In the data that follows, every line containing the word "blocked" should be returned.
*** Opening Data shown ***
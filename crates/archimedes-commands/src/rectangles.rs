//! Quadrilateral extraction from a binary color mask.

use crate::polygon::approximate_closed_polygon;
use image::{GrayImage, Luma};
use imageproc::contours::{find_contours, BorderType};
use imageproc::distance_transform::Norm;
use imageproc::filter::gaussian_blur_f32;
use imageproc::geometry::{arc_length, contour_area};
use imageproc::morphology::{dilate, open};
use imageproc::point::Point;
use serde::{Deserialize, Serialize};

#[cfg(feature = "tracing")]
use tracing::instrument;

/// Tuning of [`find_rectangular_boxes`].
#[derive(Clone, Debug, PartialEq, Serialize, Deserialize)]
#[serde(default)]
pub struct BoxDetectParams {
    /// Polygon approximation tolerance as a fraction of the contour
    /// perimeter.
    pub max_dist_fraction: f64,
    /// Minimal enclosed contour area, in pixels.
    pub min_area: f64,
    /// Gaussian kernel size; 0 disables blurring.
    pub blur_size: u32,
    /// Structuring element size of the open + dilate pass; 0 disables it.
    pub dilate_size: u32,
    /// Binarization level applied after blurring.
    pub threshold: u8,
}

impl Default for BoxDetectParams {
    fn default() -> Self {
        Self {
            max_dist_fraction: 0.05,
            min_area: 1000.0,
            blur_size: 21,
            dilate_size: 5,
            threshold: 60,
        }
    }
}

/// Gaussian sigma used for a `ksize`-wide kernel when none is given.
#[inline]
pub fn sigma_for_kernel(ksize: u32) -> f32 {
    0.3 * ((ksize as f32 - 1.0) * 0.5 - 1.0) + 0.8
}

fn binarize(mask: &mut GrayImage, level: u8) {
    for Luma([v]) in mask.pixels_mut() {
        *v = if *v > level { 255 } else { 0 };
    }
}

/// Blur, binarize and close gaps in `mask`.
pub fn clean_mask(mask: &GrayImage, params: &BoxDetectParams) -> GrayImage {
    // 1) denoise
    let mut img = if params.blur_size > 0 {
        gaussian_blur_f32(mask, sigma_for_kernel(params.blur_size).max(0.1))
    } else {
        mask.clone()
    };

    // 2) strict 0/255
    binarize(&mut img, params.threshold);

    // 3) drop speckles, then bridge small gaps in the outline
    let radius = (params.dilate_size / 2).min(u8::MAX as u32) as u8;
    if params.dilate_size > 0 && radius > 0 {
        img = open(&img, Norm::LInf, radius);
        img = dilate(&img, Norm::LInf, radius);
    }
    img
}

/// Four-vertex outlines of the filled or outlined shapes in `mask`.
///
/// Only outer borders are considered. A border is kept when its enclosed
/// area reaches `min_area` and its Douglas–Peucker approximation, with a
/// tolerance of `max_dist_fraction` times its perimeter, has exactly four
/// vertices. The order of the returned boxes is unspecified.
#[cfg_attr(
    feature = "tracing",
    instrument(level = "debug", skip(mask, params), fields(width = mask.width(), height = mask.height()))
)]
pub fn find_rectangular_boxes(mask: &GrayImage, params: &BoxDetectParams) -> Vec<[Point<i32>; 4]> {
    let cleaned = clean_mask(mask, params);

    let contours = find_contours::<i32>(&cleaned);
    let mut boxes = Vec::new();
    for contour in contours
        .iter()
        .filter(|c| matches!(c.border_type, BorderType::Outer) && c.parent.is_none())
    {
        let area = contour_area(&contour.points);
        if area < params.min_area {
            continue;
        }

        let epsilon = params.max_dist_fraction * arc_length(&contour.points, true);
        let poly = approximate_closed_polygon(&contour.points, epsilon);
        match <[Point<i32>; 4]>::try_from(poly) {
            Ok(quad) => boxes.push(quad),
            Err(poly) => log::trace!(
                "contour with area {area:.0} approximates to {} vertices",
                poly.len()
            ),
        }
    }

    log::debug!(
        "{} contours, {} rectangular boxes",
        contours.len(),
        boxes.len()
    );
    boxes
}
//! Core types and utilities for whiteboard command detection.
//!
//! This crate is small and purely geometric: homographies and perspective
//! warping, OpenCV-scale HSV conversion, integer pixel rectangles, and a
//! minimal logger. Image buffers are plain `image::RgbImage` values.

mod bounds;
mod color;
mod homography;
mod logger;
mod sampling;

pub use bounds::PixelBounds;
pub use color::{hue_distance, rgb_to_hsv, Hsv, HUE_RANGE};
pub use homography::{homography_from_4pt, warp_perspective_rgb, Homography};
pub use sampling::sample_bilinear_rgb;

#[cfg(feature = "tracing")]
pub use logger::init_tracing;

pub use logger::{init_from_env, init_with_level, LOG_ENV_VAR};

/// Solid white, used to erase marker glyphs and blocked regions.
pub const WHITE: image::Rgb<u8> = image::Rgb([255, 255, 255]);
//! Whiteboard command detection.
//!
//! A camera watches a whiteboard framed by fiducial markers. Every frame is
//! straightened into a head-on view, cropped to the marked region, and then
//! searched for colored hand-drawn boxes. Each configured command owns one
//! pen color and one action; a new box of that color runs the action once
//! on the box contents, and the box stays blocked until it is erased.
//!
//! ## Quickstart
//!
//! ```no_run
//! use archimedes::commands::{ColorBand, Command, CommandParams};
//! use archimedes::markers::{FixedMarkers, MarkerDetections};
//! use archimedes::region::RegionParams;
//! use archimedes::tasks::SavePicture;
//! use archimedes::WhiteboardPipeline;
//!
//! # fn main() -> Result<(), Box<dyn std::error::Error>> {
//! let frame = image::open("frame.png")?.to_rgb8();
//! let markers = MarkerDetections::load_json("frame.markers.json")?;
//!
//! let save_blue = Command::new(
//!     "save-blue",
//!     CommandParams::new(ColorBand::new(120)),
//!     SavePicture::new("boxes"),
//! )?;
//! let mut pipeline = WhiteboardPipeline::new(FixedMarkers::new(markers), RegionParams::default())
//!     .with_command(save_blue);
//!
//! let outcome = pipeline.process_frame(&frame);
//! println!("dispatched {}", outcome.dispatched());
//! # Ok(())
//! # }
//! ```
//!
//! ## API map
//! - `archimedes::core`: homographies, warping, HSV, pixel bounds, logging.
//! - `archimedes::markers`: marker sets and the detector seam.
//! - `archimedes::region`: perspective normalization and cropping.
//! - `archimedes::commands`: segmentation, box extraction, debounce, dispatch.
//! - `archimedes::tasks`: ready-made command handlers.
//! - [`config`]: JSON configuration of a whole pipeline.

pub use archimedes_commands as commands;
pub use archimedes_core as core;
pub use archimedes_markers as markers;
pub use archimedes_region as region;
pub use archimedes_tasks as tasks;

pub mod config;
pub mod pipeline;

pub use config::{CommandConfig, ConfigError, TaskConfig, WhiteboardConfig};
pub use pipeline::{CommandReport, FrameOutcome, SkipReason, WhiteboardPipeline};
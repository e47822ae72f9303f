use crate::blocked::BlockParams;
use crate::rectangles::{find_rectangular_boxes, BoxDetectParams};
use crate::segment::{filter_to_color, BandError, ColorBand};
use archimedes_core::PixelBounds;
use image::RgbImage;
use imageproc::point::Point;
use serde::{Deserialize, Serialize};

/// Everything that configures one command besides its handler.
#[derive(Clone, Debug, PartialEq, Serialize, Deserialize)]
pub struct CommandParams {
    pub band: ColorBand,
    #[serde(default)]
    pub boxes: BoxDetectParams,
    #[serde(default)]
    pub blocking: BlockParams,
}

impl CommandParams {
    pub fn new(band: ColorBand) -> Self {
        Self {
            band,
            boxes: BoxDetectParams::default(),
            blocking: BlockParams::default(),
        }
    }

    pub fn validate(&self) -> Result<(), BandError> {
        self.band.validate()
    }
}

/// A detected quadrilateral and its axis-aligned bounds.
#[derive(Clone, Copy, Debug, PartialEq, Eq)]
pub struct CommandBox {
    pub corners: [Point<i32>; 4],
    pub bounds: PixelBounds,
}

impl CommandBox {
    pub fn new(corners: [Point<i32>; 4]) -> Self {
        let xs = corners.map(|p| p.x);
        let ys = corners.map(|p| p.y);
        let bounds = PixelBounds::new(
            xs.into_iter().min().unwrap_or(0),
            xs.into_iter().max().unwrap_or(0),
            ys.into_iter().min().unwrap_or(0),
            ys.into_iter().max().unwrap_or(0),
        );
        Self { corners, bounds }
    }

    /// `image[y_min..y_max, x_min..x_max]`, `None` when empty.
    pub fn crop(&self, image: &RgbImage) -> Option<RgbImage> {
        self.bounds.crop(image)
    }
}

/// Segment `image` with `band` and extract its command boxes.
pub fn detect_command_boxes(
    image: &RgbImage,
    band: &ColorBand,
    params: &BoxDetectParams,
) -> Vec<CommandBox> {
    let mask = filter_to_color(image, band);
    find_rectangular_boxes(&mask, params)
        .into_iter()
        .map(CommandBox::new)
        .collect()
}

#[cfg(test)]
mod tests {
    use super::*;
    use image::Rgb;
    use imageproc::drawing::draw_hollow_rect_mut;
    use imageproc::rect::Rect;

    #[test]
    fn box_bounds_and_crop() {
        let b = CommandBox::new([
            Point::new(12, 5),
            Point::new(30, 6),
            Point::new(29, 20),
            Point::new(11, 19),
        ]);
        assert_eq!(b.bounds, PixelBounds::new(11, 30, 5, 20));
        let img = RgbImage::new(25, 40);
        assert_eq!(b.crop(&img).map(|c| c.dimensions()), Some((14, 15)));
        assert!(CommandBox::new([Point::new(50, 50); 4]).crop(&img).is_none());
    }

    #[test]
    fn colored_outline_is_found_and_other_colors_ignored() {
        let mut img = RgbImage::from_pixel(240, 200, Rgb([250, 250, 250]));
        for inset in 0..5 {
            draw_hollow_rect_mut(
                &mut img,
                Rect::at(20 + inset, 20 + inset).of_size(90 - 2 * inset as u32, 80 - 2 * inset as u32),
                Rgb([30, 60, 220]),
            );
            draw_hollow_rect_mut(
                &mut img,
                Rect::at(130 + inset, 20 + inset).of_size(90 - 2 * inset as u32, 80 - 2 * inset as u32),
                Rgb([40, 200, 40]),
            );
        }

        let blue = detect_command_boxes(&img, &ColorBand::new(120), &BoxDetectParams::default());
        assert_eq!(blue.len(), 1);
        assert!(blue[0].bounds.x_max < 130);

        let green = detect_command_boxes(&img, &ColorBand::new(60), &BoxDetectParams::default());
        assert_eq!(green.len(), 1);
        assert!(green[0].bounds.x_min > 110);
    }

    #[test]
    fn params_deserialize_with_defaults() {
        let params: CommandParams =
            serde_json::from_str(r#"{"band": {"target_hue": 120}, "blocking": {"cooldown_frames": 3}}"#)
                .expect("parse");
        assert_eq!(params.band, ColorBand::new(120));
        assert_eq!(params.boxes, BoxDetectParams::default());
        assert_eq!(params.blocking.cooldown_frames, 3);
        assert_eq!(params.blocking.clear_frames, 5);
    }
}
*** Closing Data shown ***
**Reply to the task:**
/// Solid white, used to erase marker glyphs and blocked regions.
//! on the box contents, and the box stays blocked until it is erased.
use crate::blocked::BlockParams;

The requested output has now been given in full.